-- Try it --
Give the data again exactly, from its opening line through the line in which "mutation is recorded" appears.
[[ Dataset entries open ]]
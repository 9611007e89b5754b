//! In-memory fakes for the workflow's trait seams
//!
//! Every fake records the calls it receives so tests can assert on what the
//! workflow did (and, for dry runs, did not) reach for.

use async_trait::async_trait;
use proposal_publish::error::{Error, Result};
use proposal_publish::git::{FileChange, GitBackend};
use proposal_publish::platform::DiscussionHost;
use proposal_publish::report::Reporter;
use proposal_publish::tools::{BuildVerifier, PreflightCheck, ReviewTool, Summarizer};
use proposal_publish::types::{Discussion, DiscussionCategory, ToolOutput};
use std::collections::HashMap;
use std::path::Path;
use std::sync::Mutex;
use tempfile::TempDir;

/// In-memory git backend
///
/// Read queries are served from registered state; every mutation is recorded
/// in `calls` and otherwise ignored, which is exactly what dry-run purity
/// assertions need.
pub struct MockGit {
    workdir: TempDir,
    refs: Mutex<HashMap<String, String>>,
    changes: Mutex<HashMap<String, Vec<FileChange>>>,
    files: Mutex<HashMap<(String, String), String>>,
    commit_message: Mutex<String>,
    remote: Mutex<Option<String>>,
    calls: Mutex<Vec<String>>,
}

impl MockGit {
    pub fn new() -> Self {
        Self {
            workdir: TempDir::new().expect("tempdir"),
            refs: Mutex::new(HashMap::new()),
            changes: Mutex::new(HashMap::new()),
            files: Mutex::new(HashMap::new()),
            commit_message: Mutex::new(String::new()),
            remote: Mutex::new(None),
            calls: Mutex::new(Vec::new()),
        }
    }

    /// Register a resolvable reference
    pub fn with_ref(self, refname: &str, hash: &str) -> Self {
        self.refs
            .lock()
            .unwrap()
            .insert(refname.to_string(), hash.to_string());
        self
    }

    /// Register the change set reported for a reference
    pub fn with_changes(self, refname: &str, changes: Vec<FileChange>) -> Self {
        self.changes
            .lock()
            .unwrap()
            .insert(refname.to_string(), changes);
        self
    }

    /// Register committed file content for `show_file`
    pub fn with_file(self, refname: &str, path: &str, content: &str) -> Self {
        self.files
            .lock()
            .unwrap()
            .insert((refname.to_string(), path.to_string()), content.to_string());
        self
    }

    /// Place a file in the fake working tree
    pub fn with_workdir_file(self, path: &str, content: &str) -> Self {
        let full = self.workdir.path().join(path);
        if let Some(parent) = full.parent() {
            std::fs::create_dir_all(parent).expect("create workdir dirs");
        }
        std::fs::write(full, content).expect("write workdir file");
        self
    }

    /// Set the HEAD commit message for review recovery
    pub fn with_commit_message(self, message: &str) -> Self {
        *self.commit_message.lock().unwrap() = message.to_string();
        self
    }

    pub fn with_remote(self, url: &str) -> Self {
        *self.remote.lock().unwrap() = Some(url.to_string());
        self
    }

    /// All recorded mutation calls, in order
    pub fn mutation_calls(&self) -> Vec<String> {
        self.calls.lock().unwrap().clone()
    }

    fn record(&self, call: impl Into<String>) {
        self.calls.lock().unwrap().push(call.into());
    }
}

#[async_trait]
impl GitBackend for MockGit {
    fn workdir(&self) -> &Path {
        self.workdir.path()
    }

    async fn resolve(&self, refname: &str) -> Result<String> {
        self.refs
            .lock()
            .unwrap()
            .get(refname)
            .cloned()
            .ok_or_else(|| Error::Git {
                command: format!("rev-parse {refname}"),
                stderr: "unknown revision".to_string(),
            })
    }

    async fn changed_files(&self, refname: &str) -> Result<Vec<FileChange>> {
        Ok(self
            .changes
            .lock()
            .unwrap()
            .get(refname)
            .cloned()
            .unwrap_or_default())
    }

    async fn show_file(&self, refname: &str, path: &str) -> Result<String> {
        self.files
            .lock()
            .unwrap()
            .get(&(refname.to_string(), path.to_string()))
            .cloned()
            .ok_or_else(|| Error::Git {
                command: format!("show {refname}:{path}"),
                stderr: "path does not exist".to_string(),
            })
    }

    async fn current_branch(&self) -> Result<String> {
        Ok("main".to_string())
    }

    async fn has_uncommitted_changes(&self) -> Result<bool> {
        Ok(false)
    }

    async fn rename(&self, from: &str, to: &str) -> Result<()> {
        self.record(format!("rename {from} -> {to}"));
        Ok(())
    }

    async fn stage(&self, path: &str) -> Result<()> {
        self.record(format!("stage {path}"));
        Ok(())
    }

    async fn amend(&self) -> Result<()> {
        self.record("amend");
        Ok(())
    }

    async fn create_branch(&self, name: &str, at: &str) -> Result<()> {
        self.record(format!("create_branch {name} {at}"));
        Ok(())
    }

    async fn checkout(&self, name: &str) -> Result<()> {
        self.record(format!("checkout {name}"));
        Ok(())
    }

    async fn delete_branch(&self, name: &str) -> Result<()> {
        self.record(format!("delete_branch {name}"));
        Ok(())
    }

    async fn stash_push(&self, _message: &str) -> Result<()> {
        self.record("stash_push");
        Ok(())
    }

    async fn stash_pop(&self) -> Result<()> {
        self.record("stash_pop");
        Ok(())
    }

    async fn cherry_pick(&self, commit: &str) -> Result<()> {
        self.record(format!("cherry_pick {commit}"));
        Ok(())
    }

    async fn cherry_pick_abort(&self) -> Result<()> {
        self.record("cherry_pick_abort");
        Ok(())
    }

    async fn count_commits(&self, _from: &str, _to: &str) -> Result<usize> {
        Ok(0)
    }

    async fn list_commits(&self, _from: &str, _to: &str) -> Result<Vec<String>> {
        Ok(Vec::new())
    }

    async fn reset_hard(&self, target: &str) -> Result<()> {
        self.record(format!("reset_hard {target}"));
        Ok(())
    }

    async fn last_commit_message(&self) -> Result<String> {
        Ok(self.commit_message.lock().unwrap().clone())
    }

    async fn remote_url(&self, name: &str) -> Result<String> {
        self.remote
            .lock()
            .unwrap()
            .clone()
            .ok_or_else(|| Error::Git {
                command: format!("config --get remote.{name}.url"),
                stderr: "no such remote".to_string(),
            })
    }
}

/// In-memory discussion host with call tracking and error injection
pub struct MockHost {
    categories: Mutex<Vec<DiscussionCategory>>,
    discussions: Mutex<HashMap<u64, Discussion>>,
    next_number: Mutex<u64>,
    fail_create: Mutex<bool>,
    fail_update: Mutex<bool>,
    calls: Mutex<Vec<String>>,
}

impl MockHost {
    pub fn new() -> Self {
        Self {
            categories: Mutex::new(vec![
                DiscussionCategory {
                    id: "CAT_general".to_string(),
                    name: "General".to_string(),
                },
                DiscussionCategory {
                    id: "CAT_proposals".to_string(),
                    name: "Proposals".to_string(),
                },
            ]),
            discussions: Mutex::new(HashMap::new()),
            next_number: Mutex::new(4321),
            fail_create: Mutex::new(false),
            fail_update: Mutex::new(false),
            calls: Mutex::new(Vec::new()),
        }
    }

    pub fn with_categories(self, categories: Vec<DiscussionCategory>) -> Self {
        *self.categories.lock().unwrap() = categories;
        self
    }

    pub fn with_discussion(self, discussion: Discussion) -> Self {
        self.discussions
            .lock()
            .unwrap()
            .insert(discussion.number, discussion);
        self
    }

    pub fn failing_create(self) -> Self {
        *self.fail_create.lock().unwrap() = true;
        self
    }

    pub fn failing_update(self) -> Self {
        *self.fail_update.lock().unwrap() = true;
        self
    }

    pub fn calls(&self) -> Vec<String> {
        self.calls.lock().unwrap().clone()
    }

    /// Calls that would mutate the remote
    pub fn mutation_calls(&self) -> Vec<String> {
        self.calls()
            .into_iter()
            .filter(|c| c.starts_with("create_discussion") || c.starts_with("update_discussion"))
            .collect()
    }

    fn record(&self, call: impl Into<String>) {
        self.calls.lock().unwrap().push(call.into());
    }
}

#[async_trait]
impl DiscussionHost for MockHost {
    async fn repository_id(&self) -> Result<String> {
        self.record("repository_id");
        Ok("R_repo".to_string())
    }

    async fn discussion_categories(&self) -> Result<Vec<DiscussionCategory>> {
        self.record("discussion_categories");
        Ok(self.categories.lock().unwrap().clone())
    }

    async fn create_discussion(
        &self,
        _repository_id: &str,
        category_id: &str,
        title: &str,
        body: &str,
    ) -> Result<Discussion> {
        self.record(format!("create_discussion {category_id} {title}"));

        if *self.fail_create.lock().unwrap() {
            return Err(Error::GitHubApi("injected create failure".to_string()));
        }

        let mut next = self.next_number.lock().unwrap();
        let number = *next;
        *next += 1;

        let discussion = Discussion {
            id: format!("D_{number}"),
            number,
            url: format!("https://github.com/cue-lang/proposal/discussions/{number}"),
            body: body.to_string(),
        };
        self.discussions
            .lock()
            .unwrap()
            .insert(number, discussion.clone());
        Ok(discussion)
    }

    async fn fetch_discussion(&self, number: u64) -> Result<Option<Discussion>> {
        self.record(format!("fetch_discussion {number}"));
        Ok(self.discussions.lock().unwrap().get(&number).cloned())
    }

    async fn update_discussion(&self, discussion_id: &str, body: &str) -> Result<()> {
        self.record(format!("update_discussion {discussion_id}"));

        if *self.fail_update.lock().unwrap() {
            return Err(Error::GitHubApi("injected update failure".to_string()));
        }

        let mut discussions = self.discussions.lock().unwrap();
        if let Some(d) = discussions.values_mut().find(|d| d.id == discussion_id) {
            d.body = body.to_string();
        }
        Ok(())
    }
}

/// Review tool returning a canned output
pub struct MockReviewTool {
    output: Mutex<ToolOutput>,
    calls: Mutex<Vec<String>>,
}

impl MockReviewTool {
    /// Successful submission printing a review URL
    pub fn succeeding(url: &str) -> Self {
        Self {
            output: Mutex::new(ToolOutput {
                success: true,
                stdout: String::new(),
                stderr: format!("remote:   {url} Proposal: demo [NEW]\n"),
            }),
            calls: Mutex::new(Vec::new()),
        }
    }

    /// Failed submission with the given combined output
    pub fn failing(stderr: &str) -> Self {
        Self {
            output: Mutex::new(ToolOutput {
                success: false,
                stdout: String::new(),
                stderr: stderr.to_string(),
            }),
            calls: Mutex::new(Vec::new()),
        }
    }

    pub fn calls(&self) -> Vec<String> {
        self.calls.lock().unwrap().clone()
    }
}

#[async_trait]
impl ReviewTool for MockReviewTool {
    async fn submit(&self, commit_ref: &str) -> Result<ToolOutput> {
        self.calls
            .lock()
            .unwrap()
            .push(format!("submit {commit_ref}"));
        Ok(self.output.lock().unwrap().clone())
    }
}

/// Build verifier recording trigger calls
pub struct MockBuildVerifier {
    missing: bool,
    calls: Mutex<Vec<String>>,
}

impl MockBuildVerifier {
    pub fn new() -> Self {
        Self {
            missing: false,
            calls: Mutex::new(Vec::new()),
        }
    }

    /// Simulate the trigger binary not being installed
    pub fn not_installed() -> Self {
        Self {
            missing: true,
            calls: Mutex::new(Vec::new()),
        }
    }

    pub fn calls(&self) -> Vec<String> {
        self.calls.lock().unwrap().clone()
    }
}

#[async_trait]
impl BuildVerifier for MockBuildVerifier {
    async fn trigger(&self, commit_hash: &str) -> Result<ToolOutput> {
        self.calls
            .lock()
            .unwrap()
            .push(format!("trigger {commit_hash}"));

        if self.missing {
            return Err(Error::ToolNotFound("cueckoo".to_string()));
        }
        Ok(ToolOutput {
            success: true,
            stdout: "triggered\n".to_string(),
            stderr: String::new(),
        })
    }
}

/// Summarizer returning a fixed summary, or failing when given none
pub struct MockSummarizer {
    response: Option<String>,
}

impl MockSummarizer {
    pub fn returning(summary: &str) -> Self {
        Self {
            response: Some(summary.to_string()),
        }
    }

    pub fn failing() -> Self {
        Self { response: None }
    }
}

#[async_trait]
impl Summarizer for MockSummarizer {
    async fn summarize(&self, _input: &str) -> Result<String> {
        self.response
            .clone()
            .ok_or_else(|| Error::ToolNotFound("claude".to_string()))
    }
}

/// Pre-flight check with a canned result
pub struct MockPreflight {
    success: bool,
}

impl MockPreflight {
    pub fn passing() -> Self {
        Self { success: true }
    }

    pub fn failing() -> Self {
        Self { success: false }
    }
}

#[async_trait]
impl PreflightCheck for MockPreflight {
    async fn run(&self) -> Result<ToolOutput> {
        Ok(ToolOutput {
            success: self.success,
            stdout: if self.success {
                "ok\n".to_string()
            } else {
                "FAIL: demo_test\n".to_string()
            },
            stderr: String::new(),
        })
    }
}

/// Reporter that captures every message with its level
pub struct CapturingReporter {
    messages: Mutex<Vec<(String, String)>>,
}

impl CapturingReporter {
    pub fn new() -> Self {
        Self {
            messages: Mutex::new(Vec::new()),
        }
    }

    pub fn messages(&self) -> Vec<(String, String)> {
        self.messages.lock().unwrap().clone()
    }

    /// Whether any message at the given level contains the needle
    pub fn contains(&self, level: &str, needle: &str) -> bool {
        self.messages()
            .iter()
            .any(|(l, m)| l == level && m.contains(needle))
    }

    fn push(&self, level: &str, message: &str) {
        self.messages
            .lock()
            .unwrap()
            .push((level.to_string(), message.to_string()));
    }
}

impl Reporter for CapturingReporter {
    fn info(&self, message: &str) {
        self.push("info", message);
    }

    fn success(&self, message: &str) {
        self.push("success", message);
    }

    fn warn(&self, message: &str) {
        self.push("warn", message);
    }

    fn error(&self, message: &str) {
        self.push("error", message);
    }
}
[[ Dataset entries closed ]]
-- Response to the exercise --
repository 9611007e89b5754b
//! In-memory fakes for the workflow's trait seams
//!
//! Every fake records the calls it receives so tests can assert on what the
//! workflow did (and, for dry runs, did not) reach for.

use async_trait::async_trait;
use proposal_publish::error::{Error, Result};
use proposal_publish::git::{FileChange, GitBackend};
use proposal_publish::platform::DiscussionHost;
use proposal_publish::report::Reporter;
use proposal_publish::tools::{BuildVerifier, PreflightCheck, ReviewTool, Summarizer};
use proposal_publish::types::{Discussion, DiscussionCategory, ToolOutput};
use std::collections::HashMap;
use std::path::Path;
use std::sync::Mutex;
use tempfile::TempDir;

/// In-memory git backend
///
/// Read queries are served from registered state; every mutation is recorded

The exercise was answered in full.